**Task directions:** Beginning with the line that has "state.cursor, op, state.mode).await?;" in it, transcribe the listing exactly through its final line, and add nothing.
**** Input data
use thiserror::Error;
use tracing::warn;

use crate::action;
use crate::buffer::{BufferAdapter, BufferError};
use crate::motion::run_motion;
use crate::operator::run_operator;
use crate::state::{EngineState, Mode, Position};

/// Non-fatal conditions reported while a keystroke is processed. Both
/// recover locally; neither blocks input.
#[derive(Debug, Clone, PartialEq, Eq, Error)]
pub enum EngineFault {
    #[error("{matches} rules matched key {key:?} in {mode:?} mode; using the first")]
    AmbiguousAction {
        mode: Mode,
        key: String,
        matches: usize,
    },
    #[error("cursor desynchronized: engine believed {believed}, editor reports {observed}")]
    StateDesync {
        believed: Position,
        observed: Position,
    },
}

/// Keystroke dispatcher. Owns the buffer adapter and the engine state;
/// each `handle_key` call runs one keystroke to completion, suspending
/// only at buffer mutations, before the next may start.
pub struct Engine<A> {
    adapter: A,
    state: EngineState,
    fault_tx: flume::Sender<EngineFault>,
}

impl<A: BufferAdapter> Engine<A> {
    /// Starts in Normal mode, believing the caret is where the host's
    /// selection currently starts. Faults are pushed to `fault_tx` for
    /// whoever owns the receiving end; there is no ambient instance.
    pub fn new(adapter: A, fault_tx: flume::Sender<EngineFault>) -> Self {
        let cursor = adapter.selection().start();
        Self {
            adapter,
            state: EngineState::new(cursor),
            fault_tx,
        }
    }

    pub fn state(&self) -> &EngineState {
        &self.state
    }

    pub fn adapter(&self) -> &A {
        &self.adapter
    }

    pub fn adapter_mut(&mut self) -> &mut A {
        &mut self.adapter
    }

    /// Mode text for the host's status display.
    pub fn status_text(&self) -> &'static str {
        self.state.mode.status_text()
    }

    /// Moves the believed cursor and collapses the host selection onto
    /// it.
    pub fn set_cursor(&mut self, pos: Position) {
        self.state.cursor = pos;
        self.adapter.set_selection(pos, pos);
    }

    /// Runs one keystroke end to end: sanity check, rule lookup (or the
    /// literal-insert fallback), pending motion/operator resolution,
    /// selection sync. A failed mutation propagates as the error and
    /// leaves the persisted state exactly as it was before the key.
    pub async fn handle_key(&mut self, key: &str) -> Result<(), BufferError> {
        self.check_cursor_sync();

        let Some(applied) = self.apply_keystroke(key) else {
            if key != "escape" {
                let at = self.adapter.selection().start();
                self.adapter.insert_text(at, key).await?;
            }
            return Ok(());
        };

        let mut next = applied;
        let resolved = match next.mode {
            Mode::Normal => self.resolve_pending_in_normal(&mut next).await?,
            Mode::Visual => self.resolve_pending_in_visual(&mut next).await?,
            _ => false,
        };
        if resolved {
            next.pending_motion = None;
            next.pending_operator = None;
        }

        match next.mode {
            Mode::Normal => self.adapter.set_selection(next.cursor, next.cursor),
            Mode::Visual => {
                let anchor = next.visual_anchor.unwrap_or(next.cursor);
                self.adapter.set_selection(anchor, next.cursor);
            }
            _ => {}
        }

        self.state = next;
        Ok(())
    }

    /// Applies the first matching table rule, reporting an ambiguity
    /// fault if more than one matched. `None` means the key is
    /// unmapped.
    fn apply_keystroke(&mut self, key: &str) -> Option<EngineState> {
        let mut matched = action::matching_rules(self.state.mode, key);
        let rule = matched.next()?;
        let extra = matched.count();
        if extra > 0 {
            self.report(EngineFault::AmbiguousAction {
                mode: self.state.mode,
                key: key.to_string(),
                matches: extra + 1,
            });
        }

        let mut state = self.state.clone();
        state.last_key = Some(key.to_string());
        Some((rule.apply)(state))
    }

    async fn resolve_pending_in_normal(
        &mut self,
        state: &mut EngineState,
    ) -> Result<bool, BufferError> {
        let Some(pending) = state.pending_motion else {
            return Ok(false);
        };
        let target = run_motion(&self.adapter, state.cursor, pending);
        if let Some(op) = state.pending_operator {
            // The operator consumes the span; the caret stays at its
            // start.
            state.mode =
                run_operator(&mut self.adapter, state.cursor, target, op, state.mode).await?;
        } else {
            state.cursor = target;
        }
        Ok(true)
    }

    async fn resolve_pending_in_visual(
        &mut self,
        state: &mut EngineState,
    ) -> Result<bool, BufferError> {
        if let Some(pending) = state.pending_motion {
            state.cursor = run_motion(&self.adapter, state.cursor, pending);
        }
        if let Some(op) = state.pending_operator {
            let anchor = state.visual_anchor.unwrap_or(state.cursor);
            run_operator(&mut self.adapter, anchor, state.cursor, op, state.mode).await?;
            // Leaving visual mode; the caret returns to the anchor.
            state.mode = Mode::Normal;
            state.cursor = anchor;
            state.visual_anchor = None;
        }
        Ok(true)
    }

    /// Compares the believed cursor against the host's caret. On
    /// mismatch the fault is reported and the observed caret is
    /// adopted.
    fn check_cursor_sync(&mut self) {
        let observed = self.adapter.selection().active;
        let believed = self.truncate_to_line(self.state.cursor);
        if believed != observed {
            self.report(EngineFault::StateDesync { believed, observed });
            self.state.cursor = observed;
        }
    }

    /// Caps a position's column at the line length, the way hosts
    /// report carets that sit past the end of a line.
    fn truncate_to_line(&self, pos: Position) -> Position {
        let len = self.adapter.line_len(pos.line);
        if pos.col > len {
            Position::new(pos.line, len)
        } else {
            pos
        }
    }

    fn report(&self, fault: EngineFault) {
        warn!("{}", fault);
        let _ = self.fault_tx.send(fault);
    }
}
********
**Exercise solution:**
            run_operator(&mut self.adapter, anchor, state.cursor, op, state.mode).await?;
            // Leaving visual mode; the caret returns to the anchor.
            state.mode = Mode::Normal;
            state.cursor = anchor;
            state.visual_anchor = None;
        }
        Ok(true)
    }

    /// Compares the believed cursor against the host's caret. On
    /// mismatch the fault is reported and the observed caret is
    /// adopted.
    fn check_cursor_sync(&mut self) {
        let observed = self.adapter.selection().active;
        let believed = self.truncate_to_line(self.state.cursor);
        if believed != observed {
            self.report(EngineFault::StateDesync { believed, observed });
            self.state.cursor = observed;
        }
    }

    /// Caps a position's column at the line length, the way hosts
    /// report carets that sit past the end of a line.
    fn truncate_to_line(&self, pos: Position) -> Position {
        let len = self.adapter.line_len(pos.line);
        if pos.col > len {
            Position::new(pos.line, len)
        } else {
            pos
        }
    }

    fn report(&self, fault: EngineFault) {
        warn!("{}", fault);
        let _ = self.fault_tx.send(fault);
    }
}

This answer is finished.